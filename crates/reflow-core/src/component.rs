//! Stateful component runtime: the lifecycle trait, per-instance
//! mutable state, and the update handles user code schedules renders
//! through.

use std::any::TypeId;
use std::cell::{Cell, RefCell};
use std::fmt;
use std::rc::{Rc, Weak};

use crate::error::RenderError;
use crate::hooks::HookStore;
use crate::host::HostId;
use crate::runtime::RuntimeHandle;
use crate::{Context, ContextMap, Props, PropValue, StateMap, VNode, VNodeId};

/// A plain function component. Identity (for matching across renders)
/// is the function pointer itself; per-instance state comes from the
/// hook runtime.
pub type ComponentFn = fn(&Props) -> Result<VNode, RenderError>;

/// A stateful component. Every method except `render` has a no-op
/// default.
///
/// `derive_state` returning `Some` counts as declaring the
/// derive-from-props step: when it is declared, the legacy
/// `will_mount`/`will_receive_props` hooks are not invoked for that
/// pass.
pub trait Component: 'static {
    fn render(&self, ctx: &ComponentCtx) -> Result<VNode, RenderError>;

    /// Pure mapping from the incoming props (and current staged state)
    /// to a partial state, applied before every render of the
    /// instance.
    fn derive_state(&self, _next_props: &Props, _state: &StateMap) -> Option<StateMap> {
        None
    }

    fn will_mount(&mut self, _ctx: &ComponentCtx) -> Result<(), RenderError> {
        Ok(())
    }

    fn did_mount(&mut self, _ctx: &ComponentCtx) -> Result<(), RenderError> {
        Ok(())
    }

    fn will_receive_props(
        &mut self,
        _ctx: &ComponentCtx,
        _next_props: &Props,
    ) -> Result<(), RenderError> {
        Ok(())
    }

    /// Veto hook: returning `false` skips the re-render and reuses the
    /// previous subtree. Ignored when a forced update was requested.
    fn should_update(
        &self,
        _ctx: &ComponentCtx,
        _next_props: &Props,
        _next_state: &StateMap,
    ) -> bool {
        true
    }

    fn will_update(
        &mut self,
        _ctx: &ComponentCtx,
        _next_props: &Props,
        _next_state: &StateMap,
    ) -> Result<(), RenderError> {
        Ok(())
    }

    fn did_update(
        &mut self,
        _ctx: &ComponentCtx,
        _prev_props: &Props,
        _prev_state: &StateMap,
        _snapshot: Option<PropValue>,
    ) -> Result<(), RenderError> {
        Ok(())
    }

    /// Captured after render but before the host tree is touched;
    /// handed back to `did_update`.
    fn snapshot_before_update(
        &self,
        _ctx: &ComponentCtx,
        _prev_props: &Props,
        _prev_state: &StateMap,
    ) -> Option<PropValue> {
        None
    }

    fn will_unmount(&mut self) -> Result<(), RenderError> {
        Ok(())
    }

    /// Error-to-state mapping for a descendant failure. Returning
    /// `Some` makes this instance a boundary for that error.
    fn derive_state_from_error(&self, _error: &RenderError) -> Option<StateMap> {
        None
    }

    /// Error observation hook. Return `true` to mark the error as
    /// handled by this instance.
    fn did_catch(&mut self, _error: &RenderError) -> bool {
        false
    }

    /// Additional context entries merged into the context seen by the
    /// rendered subtree.
    fn child_context(&self, _ctx: &ComponentCtx) -> Option<ContextMap> {
        None
    }
}

/// Constructor for a stateful component node. Matching across renders
/// uses the component's `TypeId`, so two nodes built from different
/// spec values of the same component type still pair up.
#[derive(Clone)]
pub struct StatefulSpec {
    type_id: TypeId,
    name: &'static str,
    make: Rc<dyn Fn() -> Box<dyn Component>>,
}

impl StatefulSpec {
    pub fn of<C: Component + Default>() -> Self {
        Self {
            type_id: TypeId::of::<C>(),
            name: std::any::type_name::<C>(),
            make: Rc::new(|| Box::new(C::default())),
        }
    }

    pub fn with<C: Component>(init: impl Fn() -> C + 'static) -> Self {
        Self {
            type_id: TypeId::of::<C>(),
            name: std::any::type_name::<C>(),
            make: Rc::new(move || Box::new(init())),
        }
    }

    pub(crate) fn same_type(&self, other: &Self) -> bool {
        self.type_id == other.type_id
    }

    pub(crate) fn instantiate(&self) -> Box<dyn Component> {
        (self.make)()
    }
}

impl fmt::Debug for StatefulSpec {
    fn fmt(&self, f: &mut fmt::Formatter<'_>) -> fmt::Result {
        write!(f, "StatefulSpec({})", self.name)
    }
}

pub(crate) enum ComponentBody {
    Function(ComponentFn),
    Stateful(Box<dyn Component>),
}

pub(crate) type InstanceId = usize;

static NEXT_INSTANCE_ID: std::sync::atomic::AtomicUsize = std::sync::atomic::AtomicUsize::new(1);

pub(crate) type RenderCallback = Box<dyn FnOnce(&ComponentHandle) -> Result<(), RenderError>>;

/// One live component instance. Owned by the tree node that created
/// it and carried across renders of nodes matching by key and type.
pub(crate) struct InstanceInner {
    id: InstanceId,
    pub(crate) body: RefCell<ComponentBody>,
    pub(crate) props: RefCell<Props>,
    pub(crate) state: RefCell<StateMap>,
    pub(crate) next_state: RefCell<Option<StateMap>>,
    pub(crate) context: RefCell<Context>,
    pub(crate) dirty: Cell<bool>,
    pub(crate) force: Cell<bool>,
    pub(crate) vnode: Cell<Option<VNodeId>>,
    pub(crate) depth: Cell<u32>,
    pub(crate) parent_host: Cell<Option<HostId>>,
    pub(crate) hooks: RefCell<HookStore>,
    pub(crate) render_callbacks: RefCell<Vec<RenderCallback>>,
    pub(crate) processing_error: Cell<bool>,
    pub(crate) runtime: RuntimeHandle,
}

pub(crate) type ComponentHandle = Rc<InstanceInner>;

impl InstanceInner {
    pub(crate) fn create(
        body: ComponentBody,
        props: Props,
        context: Context,
        runtime: RuntimeHandle,
        depth: u32,
        parent_host: HostId,
    ) -> ComponentHandle {
        Rc::new(Self {
            id: NEXT_INSTANCE_ID.fetch_add(1, std::sync::atomic::Ordering::Relaxed),
            body: RefCell::new(body),
            props: RefCell::new(props),
            state: RefCell::new(StateMap::default()),
            next_state: RefCell::new(None),
            context: RefCell::new(context),
            dirty: Cell::new(false),
            force: Cell::new(false),
            vnode: Cell::new(None),
            depth: Cell::new(depth),
            parent_host: Cell::new(Some(parent_host)),
            hooks: RefCell::new(HookStore::default()),
            render_callbacks: RefCell::new(Vec::new()),
            processing_error: Cell::new(false),
            runtime,
        })
    }

    pub(crate) fn id(&self) -> InstanceId {
        self.id
    }

    pub(crate) fn is_stateful(&self) -> bool {
        matches!(&*self.body.borrow(), ComponentBody::Stateful(_))
    }

    /// Merge a partial state into the staged state, creating the stage
    /// from the committed state on first touch.
    pub(crate) fn merge_staged(&self, partial: StateMap) {
        let mut staged = self.next_state.borrow_mut();
        let target = staged.get_or_insert_with(|| self.state.borrow().clone());
        for (key, value) in partial {
            target.insert(key, value);
        }
    }

    /// The state the upcoming render will observe.
    pub(crate) fn staged_view(&self) -> StateMap {
        self.next_state
            .borrow()
            .clone()
            .unwrap_or_else(|| self.state.borrow().clone())
    }

    pub(crate) fn commit_staged(&self) {
        if let Some(staged) = self.next_state.borrow_mut().take() {
            *self.state.borrow_mut() = staged;
        }
    }

    pub(crate) fn push_render_callback(&self, callback: RenderCallback) {
        self.render_callbacks.borrow_mut().push(callback);
    }

    pub(crate) fn has_render_callbacks(&self) -> bool {
        !self.render_callbacks.borrow().is_empty()
    }

    pub(crate) fn take_render_callbacks(&self) -> Vec<RenderCallback> {
        std::mem::take(&mut *self.render_callbacks.borrow_mut())
    }

    pub(crate) fn dispose(&self) {
        self.vnode.set(None);
        self.parent_host.set(None);
        self.dirty.set(false);
    }
}

/// Enqueue a re-render of `instance`, deduplicated by its dirty flag.
pub(crate) fn request_render(instance: &ComponentHandle) {
    if instance.vnode.get().is_none() {
        return;
    }
    if instance.dirty.replace(true) {
        return;
    }
    instance.runtime.enqueue_dirty(instance);
}

/// What user code sees of its own instance while rendering or inside
/// a lifecycle hook.
#[derive(Clone)]
pub struct ComponentCtx {
    inner: ComponentHandle,
}

impl ComponentCtx {
    pub(crate) fn new(instance: &ComponentHandle) -> Self {
        Self {
            inner: Rc::clone(instance),
        }
    }

    pub fn props(&self) -> Props {
        self.inner.props.borrow().clone()
    }

    pub fn state(&self) -> StateMap {
        self.inner.state.borrow().clone()
    }

    pub fn state_value(&self, name: &str) -> Option<PropValue> {
        self.inner.state.borrow().get(name).cloned()
    }

    pub fn context(&self) -> Context {
        self.inner.context.borrow().clone()
    }

    pub fn update_handle(&self) -> UpdateHandle {
        UpdateHandle {
            inner: Rc::downgrade(&self.inner),
        }
    }

    pub fn set_state(&self, partial: StateMap) {
        self.update_handle().set_state(partial);
    }

    pub fn force_update(&self) {
        self.update_handle().force_update();
    }
}

/// A weak handle for scheduling updates against an instance from
/// outside a render pass (event handlers, timers, effects).
#[derive(Clone)]
pub struct UpdateHandle {
    inner: Weak<InstanceInner>,
}

impl fmt::Debug for UpdateHandle {
    fn fmt(&self, f: &mut fmt::Formatter<'_>) -> fmt::Result {
        f.write_str("UpdateHandle")
    }
}

impl UpdateHandle {
    /// Shallow-merge a partial state and schedule a re-render.
    pub fn set_state(&self, partial: StateMap) {
        let Some(instance) = self.inner.upgrade() else {
            return;
        };
        instance.merge_staged(partial);
        request_render(&instance);
    }

    /// Compute the partial from the staged state and current props;
    /// returning `None` drops the request entirely.
    pub fn set_state_with(
        &self,
        update: impl FnOnce(&StateMap, &Props) -> Option<StateMap>,
    ) {
        let Some(instance) = self.inner.upgrade() else {
            return;
        };
        let staged = instance.staged_view();
        let props = instance.props.borrow().clone();
        let Some(partial) = update(&staged, &props) else {
            return;
        };
        instance.merge_staged(partial);
        request_render(&instance);
    }

    /// Like `set_state`, with a callback invoked once the update has
    /// been committed to the host tree.
    pub fn set_state_then(&self, partial: StateMap, callback: impl FnOnce() + 'static) {
        let Some(instance) = self.inner.upgrade() else {
            return;
        };
        instance.merge_staged(partial);
        instance.push_render_callback(Box::new(move |_| {
            callback();
            Ok(())
        }));
        request_render(&instance);
    }

    /// Re-render bypassing the `should_update` veto; nothing else is
    /// skipped.
    pub fn force_update(&self) {
        let Some(instance) = self.inner.upgrade() else {
            return;
        };
        instance.force.set(true);
        request_render(&instance);
    }
}

/// Build a partial state from literal entries.
pub fn state_map<I, V>(entries: I) -> StateMap
where
    I: IntoIterator<Item = (&'static str, V)>,
    V: Into<PropValue>,
{
    entries
        .into_iter()
        .map(|(key, value)| (Rc::from(key), value.into()))
        .collect()
}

^^^^^^^^

→ What to work on
Every line above that holds the string "TypeId" should be returned.

→ Task response
use std::any::TypeId;
/// uses the component's `TypeId`, so two nodes built from different
    type_id: TypeId,
            type_id: TypeId::of::<C>(),
            type_id: TypeId::of::<C>(),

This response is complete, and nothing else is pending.